Assignment – Return a copy of every line in the data below that contains "iter".

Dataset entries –
********************
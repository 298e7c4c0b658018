//! Client implementation.
//!
//! The client owns, per tick:
//! - Console and cvars (movement tuning is read from cvars every tick)
//! - Key bindings feeding the button commands
//! - The command builder (buttons, mouse, view angles, pending impulse)
//! - The command ring
//! - The net channel commands are handed to
//!
//! Everything runs on the tick loop; input events for a tick must be fed
//! in before `tick` is called.

use engine_shared::{
    config::EngineConfig,
    console::{parse_command_line, Console, CvarFlags, CvarValue},
    math::PITCH,
    net::NetChannel,
    usercmd::MoveCmd,
};
use tracing::{debug, info};

use crate::{
    bindings::{KeyBindings, KeyCode},
    finish::{center_pitch, CmdBuilder, FinishEnv},
    history::CommandRing,
    input::{Action, ButtonCommand},
    movement::MoveSettings,
    transmit::{baseline_frame, queue_userinfo, send_cmd, SendOutcome},
};

/// Client connection state.
#[derive(Debug, Clone, Copy, PartialEq, Eq)]
pub enum ClientState {
    /// Not connected to any server.
    Disconnected,
    /// Handshake in progress.
    Connecting,
    /// Handshake done, no gameplay stream yet.
    Connected,
    /// In game, sending move commands.
    Active,
}

/// Where key input currently goes.
#[derive(Debug, Clone, Copy, PartialEq, Eq)]
pub enum KeyFocus {
    Game,
    Console,
    Menu,
}

/// What the client knows about the last server frame it received.
#[derive(Debug, Clone, Copy, Default, PartialEq, Eq)]
pub struct ServerView {
    /// A frame was received and can be used as a delta baseline.
    pub valid: bool,
    pub server_frame: i32,
    /// Server view angle correction, as short angles.
    pub delta_angles: [i16; 3],
}

/// High-level game client.
pub struct GameClient<C: NetChannel> {
    pub state: ClientState,
    pub console: Console,
    pub bindings: KeyBindings,
    pub input: CmdBuilder,
    pub ring: CommandRing,
    pub server: ServerView,
    pub key_focus: KeyFocus,
    /// Waiting for a full frame to start demo recording.
    pub demo_waiting: bool,
    channel: C,
    /// Last command built, for local prediction.
    last_cmd: MoveCmd,
}

impl<C: NetChannel> GameClient<C> {
    pub fn new(cfg: &EngineConfig, channel: C) -> Self {
        let mut console = Console::new();
        Self::register_cvars(&mut console, cfg);

        Self {
            state: ClientState::Disconnected,
            console,
            bindings: KeyBindings::new(),
            input: CmdBuilder::new(),
            ring: CommandRing::new(),
            server: ServerView::default(),
            key_focus: KeyFocus::Game,
            demo_waiting: false,
            channel,
            last_cmd: MoveCmd::default(),
        }
    }

    fn register_cvars(console: &mut Console, cfg: &EngineConfig) {
        let m = &cfg.movement;
        let floats = [
            ("cl_forwardspeed", m.forward_speed, "Forward move speed"),
            ("cl_sidespeed", m.side_speed, "Strafe speed"),
            ("cl_upspeed", m.up_speed, "Jump/crouch move speed"),
            ("cl_yawspeed", m.yaw_speed, "Keyboard turn rate (deg/s)"),
            ("cl_pitchspeed", m.pitch_speed, "Keyboard look rate (deg/s)"),
            ("cl_anglespeedkey", m.angle_speed_key, "Turn rate multiplier with +speed"),
            ("sensitivity", m.sensitivity, "Mouse sensitivity"),
            ("m_yaw", m.m_yaw, "Mouse yaw scale"),
            ("m_pitch", m.m_pitch, "Mouse pitch scale"),
            ("m_forward", m.m_forward, "Mouse forward scale"),
            ("m_side", m.m_side, "Mouse strafe scale"),
        ];
        for (name, value, description) in floats {
            console.register_cvar(name, CvarValue::Float(value as f64), description, CvarFlags::ARCHIVE);
        }

        let bools = [
            ("cl_run", m.run, "Always run"),
            ("cl_nodelta", m.no_delta, "Disable delta compression"),
            ("freelook", m.freelook, "Mouse always looks"),
            ("lookstrafe", m.lookstrafe, "Mouse strafes while looking"),
        ];
        for (name, value, description) in bools {
            console.register_cvar(name, CvarValue::Bool(value), description, CvarFlags::ARCHIVE);
        }

        console.register_cvar(
            "cl_lightlevel",
            CvarValue::Float(0.0),
            "Light level at the player, set by the renderer",
            CvarFlags::NONE,
        );
        console.register_cvar(
            "name",
            CvarValue::String(cfg.player_name.clone()),
            "Player name",
            CvarFlags::USERINFO | CvarFlags::ARCHIVE,
        );
    }

    pub fn channel(&self) -> &C {
        &self.channel
    }

    pub fn channel_mut(&mut self) -> &mut C {
        &mut self.channel
    }

    /// Last command built by `tick`.
    pub fn last_cmd(&self) -> &MoveCmd {
        &self.last_cmd
    }

    pub fn set_state(&mut self, state: ClientState) {
        if self.state != state {
            info!(from = ?self.state, to = ?state, "Client state change");
            self.state = state;
        }
    }

    /// Records a frame received from the server.
    pub fn on_server_frame(&mut self, server_frame: i32, delta_angles: [i16; 3]) {
        self.server = ServerView {
            valid: true,
            server_frame,
            delta_angles,
        };
        self.demo_waiting = false;
    }

    /// Adds raw mouse motion for the next command.
    pub fn mouse_moved(&mut self, dx: f32, dy: f32) {
        self.input.mouse.add(dx, dy);
    }

    /// Routes a key transition through the bindings.
    pub fn key_event(&mut self, key: KeyCode, down: bool, time: u32) -> anyhow::Result<Vec<String>> {
        let line = self.bindings.key_event(key, down, time);
        // Presses belong to the menu or console; releases still go through
        // so nothing stays stuck down.
        if down && self.key_focus != KeyFocus::Game {
            return Ok(Vec::new());
        }
        match line {
            Some(line) => self.exec_console(&line, time),
            None => Ok(Vec::new()),
        }
    }

    /// Executes a console line. `now` is the input clock, used for button
    /// presses typed without a timestamp.
    pub fn exec_console(&mut self, line: &str, now: u32) -> anyhow::Result<Vec<String>> {
        let tokens = parse_command_line(line.trim());
        let Some((command, rest)) = tokens.split_first() else {
            return Ok(Vec::new());
        };
        let args: Vec<&str> = rest.iter().map(String::as_str).collect();

        if let Some(button) = ButtonCommand::parse(command) {
            self.input.buttons.apply(button, &args, now);
            if button == ButtonCommand::Release(Action::MouseLook) {
                self.center_view();
            }
            return Ok(Vec::new());
        }

        match command.as_str() {
            "impulse" => {
                let Some(value) = args.first().and_then(|a| a.parse::<i64>().ok()) else {
                    return Ok(vec!["Usage: impulse <n>".to_string()]);
                };
                // Only the low byte goes on the wire.
                self.input.pending_impulse = value as u8;
                debug!(impulse = self.input.pending_impulse, "impulse queued");
                Ok(Vec::new())
            }
            "centerview" => {
                self.center_view();
                Ok(Vec::new())
            }
            "force_centerview" => {
                self.input.view_angles[PITCH] = 0.0;
                Ok(Vec::new())
            }
            "bind" => match args.as_slice() {
                [key] => {
                    let key = parse_key(key)?;
                    Ok(vec![match self.bindings.binding(key) {
                        Some(cmd) => format!("{} = \"{}\"", key, cmd),
                        None => format!("{} is not bound", key),
                    }])
                }
                [key, command @ ..] if !command.is_empty() => {
                    let key = parse_key(key)?;
                    self.bindings.bind(key, command.join(" "));
                    Ok(Vec::new())
                }
                _ => Ok(vec!["Usage: bind <key> [command]".to_string()]),
            },
            "unbind" => {
                let Some(key) = args.first() else {
                    return Ok(vec!["Usage: unbind <key>".to_string()]);
                };
                self.bindings.unbind(parse_key(key)?);
                Ok(Vec::new())
            }
            "bindlist" => Ok(self
                .bindings
                .iter()
                .map(|(key, cmd)| format!("{} \"{}\"", key, cmd))
                .collect()),
            "status" => {
                let seq = self.channel.outgoing_sequence();
                Ok(vec![
                    format!("State: {:?}", self.state),
                    format!("Outgoing sequence: {}", seq),
                    format!("Server frame: {} (valid: {})", self.server.server_frame, self.server.valid),
                    format!("View angles: {:?}", self.input.view_angles),
                ])
            }
            _ => self.console.exec(line),
        }
    }

    /// Points the view straight ahead, accounting for the server delta.
    pub fn center_view(&mut self) {
        self.input.view_angles[PITCH] = center_pitch(self.server.delta_angles[PITCH]);
    }

    /// Runs one tick: builds the command for the current outgoing sequence
    /// and sends whatever the connection phase calls for.
    ///
    /// `now` is the input clock in ms, `frame_time` the length of the
    /// client frame in seconds.
    pub fn tick(&mut self, now: u32, frame_time: f32) -> (MoveCmd, SendOutcome) {
        let settings = MoveSettings::from_console(&self.console);
        let env = FinishEnv {
            delta_angles: self.server.delta_angles,
            any_key_down: self.bindings.any_key_down() && self.key_focus == KeyFocus::Game,
            light_level: self.console.cvar_f32("cl_lightlevel"),
        };

        // Built even when not connected, so input state keeps draining.
        let cmd = self.input.create_cmd(now, frame_time, &settings, &env);
        let sequence = self.channel.outgoing_sequence();
        self.ring.store(sequence, cmd, now);
        self.last_cmd = cmd;

        if self.state == ClientState::Active && self.console.take_modified(CvarFlags::USERINFO) {
            let info = self.console.info_string(CvarFlags::USERINFO);
            debug!(%info, "sending userinfo");
            queue_userinfo(&mut self.channel, &info);
        }

        let last_frame = baseline_frame(
            self.console.cvar_bool("cl_nodelta"),
            self.server.valid,
            self.demo_waiting,
            self.server.server_frame,
        );
        let outcome = send_cmd(&mut self.channel, self.state, &self.ring, last_frame, now);
        (cmd, outcome)
    }
}

fn parse_key(text: &str) -> anyhow::Result<KeyCode> {
    text.parse::<KeyCode>()
        .map_err(|_| anyhow::anyhow!("bad key code: {}", text))
}

#[cfg(test)]
mod tests {
    use super::*;
    use engine_shared::{math::angle_to_short, net::LoopbackChannel};

    fn client() -> GameClient<LoopbackChannel> {
        GameClient::new(&EngineConfig::default(), LoopbackChannel::new())
    }

    #[test]
    fn impulse_keeps_low_byte() {
        let mut c = client();
        c.exec_console("impulse 300", 0).unwrap();
        assert_eq!(c.input.pending_impulse, 44);
        let out = c.exec_console("impulse", 0).unwrap();
        assert_eq!(out, vec!["Usage: impulse <n>".to_string()]);
    }

    #[test]
    fn centerview_accounts_for_server_delta() {
        let mut c = client();
        c.on_server_frame(5, [angle_to_short(-10.0), 0, 0]);
        c.input.view_angles[PITCH] = 40.0;
        c.exec_console("centerview", 0).unwrap();
        assert!((c.input.view_angles[PITCH] - 10.0).abs() < 1e-2);

        c.exec_console("force_centerview", 0).unwrap();
        assert_eq!(c.input.view_angles[PITCH], 0.0);
    }

    #[test]
    fn releasing_mouse_look_recenters() {
        let mut c = client();
        c.input.view_angles[PITCH] = 30.0;
        c.exec_console("+mlook", 0).unwrap();
        assert_eq!(c.input.view_angles[PITCH], 30.0);
        c.exec_console("-mlook", 10).unwrap();
        assert_eq!(c.input.view_angles[PITCH], 0.0);
    }

    #[test]
    fn bind_commands() {
        let mut c = client();
        c.exec_console("bind 97 +moveleft", 0).unwrap();
        c.exec_console("bind 13 \"impulse 4\"", 0).unwrap();
        assert_eq!(
            c.exec_console("bind 97", 0).unwrap(),
            vec!["97 = \"+moveleft\"".to_string()]
        );
        assert_eq!(c.exec_console("bindlist", 0).unwrap().len(), 2);

        c.key_event(13, true, 5).unwrap();
        assert_eq!(c.input.pending_impulse, 4);

        c.exec_console("unbind 97", 0).unwrap();
        assert_eq!(
            c.exec_console("bind 97", 0).unwrap(),
            vec!["97 is not bound".to_string()]
        );
        assert!(c.exec_console("bind enter +use", 0).is_err());
    }

    #[test]
    fn cvars_seeded_from_config() {
        let mut cfg = EngineConfig::default();
        cfg.movement.forward_speed = 320.0;
        cfg.movement.run = true;
        cfg.player_name = "Scout".to_string();
        let c = GameClient::new(&cfg, LoopbackChannel::new());

        assert_eq!(c.console.cvar_f32("cl_forwardspeed"), 320.0);
        assert!(c.console.cvar_bool("cl_run"));
        assert_eq!(c.console.info_string(CvarFlags::USERINFO), "\\name\\Scout");
        assert!(!c.console.take_modified(CvarFlags::USERINFO));
    }

    #[test]
    fn status_and_fallthrough() {
        let mut c = client();
        let status = c.exec_console("status", 0).unwrap();
        assert_eq!(status[0], "State: Disconnected");
        c.exec_console("sensitivity 6", 0).unwrap();
        assert_eq!(c.console.cvar_f32("sensitivity"), 6.0);
    }
}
********************
Answer –
        let args: Vec<&str> = rest.iter().map(String::as_str).collect();
                .iter()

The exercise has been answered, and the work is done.